Desde que o Programa Nacional do Livro Didático (PNLD) passou a ser, em 1996, uma política para a qualidade dos livros didáticos, vê-se, ano a ano, cada vez mais materiais didáticos adequados ao ensino de Língua Portuguesa comprometidos com os pressupostos básicos que possam garantir a compreensão e a produção de textos orais e escritos e a capacidade de analisar a língua, em função dos usos situados que dela se precisa, ou deseja, fazer. No entanto, por sua própria natureza, os livros didáticos não podem se aprofundar em alguns gêneros, propondo, para isso, um conjunto sistematizado e organizado de módulos que vão desde uma produção inicial – diagnóstica – até uma produção final, que é a última etapa de um processo em que as dimensões temática, composicional e estilística do gênero foram exploradas em detalhes.
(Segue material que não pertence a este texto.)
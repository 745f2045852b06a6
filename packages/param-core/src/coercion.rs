//! Conversion of raw external cell values to a column's declared type.
//!
//! Coercion is total: every input yields a value, never an error. Bad
//! numbers degrade to `Null`, missing text degrades to the empty string.

use serde_json::Value as Raw;

use crate::record::{format_number, Value};
use crate::schema::ColumnType;

/// Coerces a raw cell to the semantic type of `column_type`.
///
/// # Arguments
/// * `raw` - Cell as decoded from CSV (always a string) or JSON, `None` when absent
/// * `column_type` - Declared type of the target column
///
/// # Returns
/// The typed value. Number columns yield `Number` or `Null`; every other
/// type yields `Text`.
pub fn coerce(raw: Option<&Raw>, column_type: ColumnType) -> Value {
    match column_type {
        ColumnType::Number => coerce_number(raw),
        ColumnType::Text | ColumnType::Textarea | ColumnType::Select => {
            Value::Text(truthy_text(raw).unwrap_or_default())
        }
        ColumnType::Image => match raw {
            Some(Raw::String(payload)) => Value::Text(payload.clone()),
            None | Some(Raw::Null) => Value::Text(String::new()),
            Some(other) => Value::Text(render_raw(other)),
        },
    }
}

fn coerce_number(raw: Option<&Raw>) -> Value {
    match raw {
        None | Some(Raw::Null) => Value::Null,
        Some(Raw::Number(n)) => n.as_f64().map(Value::from).unwrap_or(Value::Null),
        Some(Raw::String(s)) if s.is_empty() => Value::Null,
        Some(Raw::String(s)) => parse_float(s).map(Value::Number).unwrap_or(Value::Null),
        Some(_) => Value::Null,
    }
}

/// Returns the text of a truthy raw value, `None` for falsy ones
/// (`null`, `false`, `0`, `""`).
fn truthy_text(raw: Option<&Raw>) -> Option<String> {
    match raw? {
        Raw::Null | Raw::Bool(false) => None,
        Raw::String(s) if s.is_empty() => None,
        Raw::Number(n) if n.as_f64() == Some(0.0) => None,
        other => Some(render_raw(other)),
    }
}

fn render_raw(raw: &Raw) -> String {
    match raw {
        Raw::String(s) => s.clone(),
        Raw::Number(n) => match n.as_f64() {
            Some(f) if n.is_f64() => format_number(f),
            _ => n.to_string(),
        },
        Raw::Null => String::new(),
        other => other.to_string(),
    }
}

/// Parses the longest leading decimal literal of `s`, after leading
/// whitespace. Trailing garbage is ignored (`"12kg"` is 12).
///
/// Returns `None` when no digits are found or the result is not finite.
pub fn parse_float(s: &str) -> Option<f64> {
    let s = s.trim_start();
    let bytes = s.as_bytes();
    let mut end = 0;

    if end < bytes.len() && (bytes[end] == b'+' || bytes[end] == b'-') {
        end += 1;
    }

    let int_start = end;
    while end < bytes.len() && bytes[end].is_ascii_digit() {
        end += 1;
    }
    let mut digits = end - int_start;

    if end < bytes.len() && bytes[end] == b'.' {
        let frac_start = end + 1;
        let mut frac_end = frac_start;
        while frac_end < bytes.len() && bytes[frac_end].is_ascii_digit() {
            frac_end += 1;
        }
        digits += frac_end - frac_start;
        if digits > 0 {
            end = frac_end;
        }
    }

    if digits == 0 {
        return None;
    }

    if end < bytes.len() && (bytes[end] == b'e' || bytes[end] == b'E') {
        let mut exp_end = end + 1;
        if exp_end < bytes.len() && (bytes[exp_end] == b'+' || bytes[exp_end] == b'-') {
            exp_end += 1;
        }
        let exp_digits_start = exp_end;
        while exp_end < bytes.len() && bytes[exp_end].is_ascii_digit() {
            exp_end += 1;
        }
        if exp_end > exp_digits_start {
            end = exp_end;
        }
    }

    s[..end].parse::<f64>().ok().filter(|n| n.is_finite())
}
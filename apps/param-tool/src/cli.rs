use std::path::PathBuf;

use clap::{Parser, Subcommand, ValueEnum};

#[derive(Parser, Debug)]
#[command(author, version, about, long_about = None)]
pub struct Cli {
    /// TOML configuration file
    #[arg(long, global = true)]
    pub config: Option<PathBuf>,

    /// Data directory, overrides the config file
    #[arg(long, global = true)]
    pub data_dir: Option<PathBuf>,

    /// Log in as this user before running the command
    #[arg(short, long, global = true)]
    pub user: Option<String>,

    /// Password for --user
    #[arg(short, long, global = true)]
    pub password: Option<String>,

    #[command(subcommand)]
    pub command: Commands,
}

#[derive(Subcommand, Debug)]
pub enum Commands {
    /// Create the data directory and seed the default administrator
    Init,

    /// Store the current user
    Login {
        username: String,
        password: String,
    },

    /// Clear the current user
    Logout,

    /// Manage user accounts
    #[command(subcommand)]
    User(UserCommand),

    /// Manage pages
    #[command(subcommand)]
    Page(PageCommand),

    /// Edit a page's columns
    #[command(subcommand)]
    Columns(ColumnsCommand),

    /// Inspect and edit records
    #[command(subcommand)]
    Records(RecordsCommand),

    /// Import a .csv or .json file into a page
    Import {
        /// Target page id
        page: String,
        /// Source file
        file: PathBuf,
    },

    /// Export a page's records
    Export {
        /// Page id
        page: String,
        #[arg(short, long, value_enum, default_value_t = Format::Csv)]
        format: Format,
        /// Only these record ids (comma-separated)
        #[arg(long, value_delimiter = ',')]
        ids: Vec<String>,
        /// Output directory
        #[arg(short, long, default_value = ".")]
        out: PathBuf,
    },

    /// Write a backup of all state
    Backup {
        /// Output directory
        #[arg(short, long, default_value = ".")]
        out: PathBuf,
    },

    /// Replace all state from a backup file
    Restore {
        file: PathBuf,
    },
}

#[derive(Subcommand, Debug)]
pub enum UserCommand {
    /// Add an account
    Add {
        username: String,
        password: String,
        /// Grant the admin role
        #[arg(long)]
        admin: bool,
    },
    /// List accounts
    List,
}

#[derive(Subcommand, Debug)]
pub enum PageCommand {
    /// Create an empty page
    Create { name: String },
    /// List pages
    List,
    /// Rename a page
    Rename { page: String, name: String },
    /// Delete a page and its records
    Delete { page: String },
}

#[derive(Subcommand, Debug)]
pub enum ColumnsCommand {
    /// Print a page's columns
    Show { page: String },
    /// Replace the columns from a JSON array file
    Set { page: String, file: PathBuf },
    /// Append a default text column
    Add { page: String },
    /// Move a column one step
    Move {
        page: String,
        index: usize,
        #[arg(value_enum)]
        direction: Move,
    },
    /// Remove a column
    Remove { page: String, index: usize },
}

#[derive(Subcommand, Debug)]
pub enum RecordsCommand {
    /// List records as a table
    List {
        page: String,
        /// Column filter as key=text, repeatable
        #[arg(short, long)]
        filter: Vec<String>,
        #[arg(long)]
        limit: Option<usize>,
        #[arg(long)]
        offset: Option<usize>,
    },
    /// Add a record; fields given as key=value
    Add { page: String, fields: Vec<String> },
    /// Update fields of an existing record
    Set {
        page: String,
        id: String,
        fields: Vec<String>,
    },
    /// Delete a record
    Delete { page: String, id: String },
}

#[derive(ValueEnum, Clone, Copy, Debug, PartialEq, Eq)]
pub enum Format {
    Csv,
    Json,
}

#[derive(ValueEnum, Clone, Copy, Debug, PartialEq, Eq)]
pub enum Move {
    Up,
    Down,
}
//! Column definition within a page.

use serde::{Deserialize, Serialize};

use crate::record::Value;

/// Declared type of a column. Decides value coercion and presentation.
#[derive(Debug, Clone, Copy, PartialEq, Eq, Hash, Serialize, Deserialize)]
#[serde(rename_all = "lowercase")]
pub enum ColumnType {
    Text,
    Number,
    Textarea,
    Select,
    Image,
}

impl ColumnType {
    /// All column types in declaration order.
    pub const ALL: [ColumnType; 5] = [
        ColumnType::Text,
        ColumnType::Number,
        ColumnType::Textarea,
        ColumnType::Select,
        ColumnType::Image,
    ];

    /// Value assigned when a record has nothing for a column of this type.
    pub fn default_value(self) -> Value {
        match self {
            ColumnType::Number => Value::Null,
            _ => Value::Text(String::new()),
        }
    }

    /// Lowercase name as stored in page configs.
    pub fn as_str(self) -> &'static str {
        match self {
            ColumnType::Text => "text",
            ColumnType::Number => "number",
            ColumnType::Textarea => "textarea",
            ColumnType::Select => "select",
            ColumnType::Image => "image",
        }
    }

    /// Parses a lowercase type name.
    pub fn parse(name: &str) -> Option<Self> {
        Self::ALL.into_iter().find(|t| t.as_str() == name)
    }
}

/// Column definition within a page.
#[derive(Debug, Clone, PartialEq, Serialize, Deserialize)]
pub struct Column {
    /// Storage and matching key, unique within a page
    pub key: String,
    /// Display name
    #[serde(default)]
    pub label: String,
    /// Declared type
    #[serde(rename = "type")]
    pub column_type: ColumnType,
    /// Comma-separated allowed values, used by select columns
    #[serde(default)]
    pub options: String,
    /// Help text
    #[serde(default)]
    pub description: String,
}

impl Column {
    /// Creates a column with empty options and description.
    pub fn new(key: impl Into<String>, label: impl Into<String>, column_type: ColumnType) -> Self {
        Self {
            key: key.into(),
            label: label.into(),
            column_type,
            options: String::new(),
            description: String::new(),
        }
    }

    /// Template used when a column is added in the editor.
    ///
    /// # Arguments
    /// * `millis` - Timestamp used to derive a fresh key
    pub fn new_default(millis: i64) -> Self {
        Self::new(format!("column_{}", millis), "新列", ColumnType::Text)
    }

    /// Sets the select options.
    pub fn with_options(mut self, options: impl Into<String>) -> Self {
        self.options = options.into();
        self
    }

    /// Returns the select option tokens, trimmed, blanks dropped.
    pub fn option_list(&self) -> Vec<&str> {
        self.options
            .split(',')
            .map(str::trim)
            .filter(|s| !s.is_empty())
            .collect()
    }

    /// Label used for headers, falling back to the key when blank.
    pub fn header(&self) -> &str {
        if self.label.is_empty() {
            &self.key
        } else {
            &self.label
        }
    }

    /// Default value for this column's type.
    pub fn default_value(&self) -> Value {
        self.column_type.default_value()
    }
}

/// Direction for [`move_column`].
#[derive(Debug, Clone, Copy, PartialEq, Eq)]
pub enum Direction {
    Up,
    Down,
}

/// Swaps the column at `index` with its neighbour. No-op at the ends.
pub fn move_column(columns: &mut [Column], index: usize, direction: Direction) {
    if index >= columns.len() {
        return;
    }
    match direction {
        Direction::Up if index > 0 => columns.swap(index, index - 1),
        Direction::Down if index + 1 < columns.len() => columns.swap(index, index + 1),
        _ => {}
    }
}

/// Removes the column at `index`, returning it if present.
pub fn remove_column(columns: &mut Vec<Column>, index: usize) -> Option<Column> {
    if index < columns.len() {
        Some(columns.remove(index))
    } else {
        None
    }
}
Somente a metodologia das sequências didática permite esse trabalho e, por isso, ela deve ser um dos expedientes que organizam o currículo de Língua Portuguesa. Assim, a meu ver, um currículo de Língua Portuguesa deve decidir quais serão, em cada ano escolar, aqueles gêneros que receberão um tratamento aprofundado e as sequências didáticas que devem ser empregadas. No entanto, também é preciso que, em todos os anos, os alunos "visitem” outros gêneros, que não precisam receber um tratamento assaz aprofundado, bem como é necessário que gêneros já aprendidos em anos anteriores sejam revisitados, sobretudo como mote para produção de textos pontuais, que se prestam para garantir que os alunos escrevam textos, no mínimo, uma vez por semana.
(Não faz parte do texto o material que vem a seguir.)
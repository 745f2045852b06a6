//! Tabular decoders: raw file text to headers plus rows.

mod csv;
mod json;

use std::io::Read;
use std::path::Path;

use serde_json::{Map, Value as Raw};

use crate::error::{ParamError, Result};

pub use self::csv::{escape_csv_field, parse_csv, parse_csv_line};
pub use self::json::parse_json;

/// Decoded tabular source.
#[derive(Debug, Clone, Default, PartialEq)]
pub struct TabularData {
    /// Column headers in source order
    pub headers: Vec<String>,
    /// Data rows in source order
    pub rows: Vec<TabularRow>,
}

/// One decoded row.
#[derive(Debug, Clone, PartialEq)]
pub struct TabularRow {
    /// Row id carried by (or assigned to) JSON rows; CSV rows have none
    pub id: Option<String>,
    /// Header to raw cell
    pub cells: Map<String, Raw>,
}

impl TabularRow {
    /// Raw cell for `header`, if the row has one.
    pub fn get(&self, header: &str) -> Option<&Raw> {
        self.cells.get(header)
    }
}

/// Supported import/export file formats.
#[derive(Debug, Clone, Copy, PartialEq, Eq)]
pub enum FileFormat {
    Csv,
    Json,
}

impl FileFormat {
    /// Picks the format from the file name suffix.
    ///
    /// # Errors
    /// `UnsupportedFormat` for anything other than `.csv` or `.json`.
    pub fn from_filename(file_name: &str) -> Result<Self> {
        if file_name.ends_with(".csv") {
            Ok(FileFormat::Csv)
        } else if file_name.ends_with(".json") {
            Ok(FileFormat::Json)
        } else {
            Err(ParamError::UnsupportedFormat {
                file_name: file_name.to_string(),
            })
        }
    }

    /// Same as [`FileFormat::from_filename`] for a path's final component.
    pub fn from_path(path: &Path) -> Result<Self> {
        let name = path
            .file_name()
            .map(|n| n.to_string_lossy().into_owned())
            .unwrap_or_default();
        Self::from_filename(&name)
    }

    /// File extension without the dot.
    pub fn extension(self) -> &'static str {
        match self {
            FileFormat::Csv => "csv",
            FileFormat::Json => "json",
        }
    }
}

/// Reads an entire source into text.
///
/// # Errors
/// `ReadFailure` when the reader fails or the bytes are not UTF-8.
pub fn read_source<R: Read>(mut reader: R) -> Result<String> {
    let mut bytes = Vec::new();
    reader
        .read_to_end(&mut bytes)
        .map_err(|e| ParamError::ReadFailure(format!("failed to read file: {}", e)))?;
    String::from_utf8(bytes)
        .map_err(|e| ParamError::ReadFailure(format!("file is not valid UTF-8: {}", e)))
}

/// Decodes `text` in the given format.
///
/// # Arguments
/// * `format` - Source format
/// * `text` - Whole file content
/// * `seed` - Seed for ids of JSON rows that carry none
pub fn decode(format: FileFormat, text: &str, seed: i64) -> Result<TabularData> {
    match format {
        FileFormat::Csv => parse_csv(text),
        FileFormat::Json => parse_json(text, seed),
    }
}
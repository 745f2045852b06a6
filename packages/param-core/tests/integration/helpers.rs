//! Shared fixtures for integration tests.

use std::sync::Arc;

use param_core::auth::{Role, Session};
use param_core::config::AppConfig;
use param_core::schema::{Column, ColumnType, Page};
use param_core::storage::MemoryStore;
use param_core::Database;

/// Database over a fresh in-memory store with the default admin seeded.
pub fn memory_db() -> Database {
    let db = Database::new(Arc::new(MemoryStore::new()));
    db.ensure_default_admin(&AppConfig::default()).unwrap();
    db
}

/// Session of the seeded administrator.
pub fn admin(db: &Database) -> Session {
    db.login("admin", "admin123").unwrap()
}

/// Session of a freshly created non-admin user.
pub fn viewer(db: &Database) -> Session {
    db.create_user("viewer", "pw", Role::User).unwrap();
    db.login("viewer", "pw").unwrap()
}

/// Columns of the "Parts" test page.
pub fn part_columns() -> Vec<Column> {
    vec![
        Column::new("name", "Name", ColumnType::Text),
        Column::new("qty", "Quantity", ColumnType::Number),
        Column::new("grade", "Grade", ColumnType::Select).with_options("A,B,C"),
        Column::new("photo", "Photo", ColumnType::Image),
    ]
}

/// Creates the "Parts" page with [`part_columns`].
pub fn parts_page(db: &Database, session: &Session) -> Page {
    let page = db.create_page(session, "Parts").unwrap();
    db.update_columns(session, &page.id, part_columns()).unwrap()
}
Além do uso de sequências didáticas que outras estratégias os professores poderiam adotar para despertar nos alunos o interesse pela leitura e pela escrita?
Basicamente, aqui, parece-me que a solução está considerar as mudanças pelas quais os textos vêm passando e o caráter eminentemente cultural das práticas de letramento. Em relação à mudança nos textos, trata-se de trazer para dentro da escola a multimodalidade, em reconhecer e valorizar o caráter multissemiótico dos textos, em que infográficos, imagens estáticas, imagens em movimentos, esquemas, ilustrações, sons convivem com a linguagem verbal. Note-se, aqui, a necessidade premente de incluir nos currículos estratégias para o desenvolvimento de habilidades ligadas à edição de som e imagem e não mais, apenas, a edição de textos. Ao lado da multimodalidade, há de se considerar a multiculturalidade, ou seja, de se reconhecer e valorizar as diferentes manifestações culturais que existem, sobretudo, na comunidade em que a escola se encontra, abrindo as portas para novos gêneros, muitos vezes híbridos ou ainda em construção, que refratam condições de produção próprias de grupos que, por uma razão ou outra, estão à margem da cultura massificada e homogeneizada que a escola e outras agências de costuma valorizar.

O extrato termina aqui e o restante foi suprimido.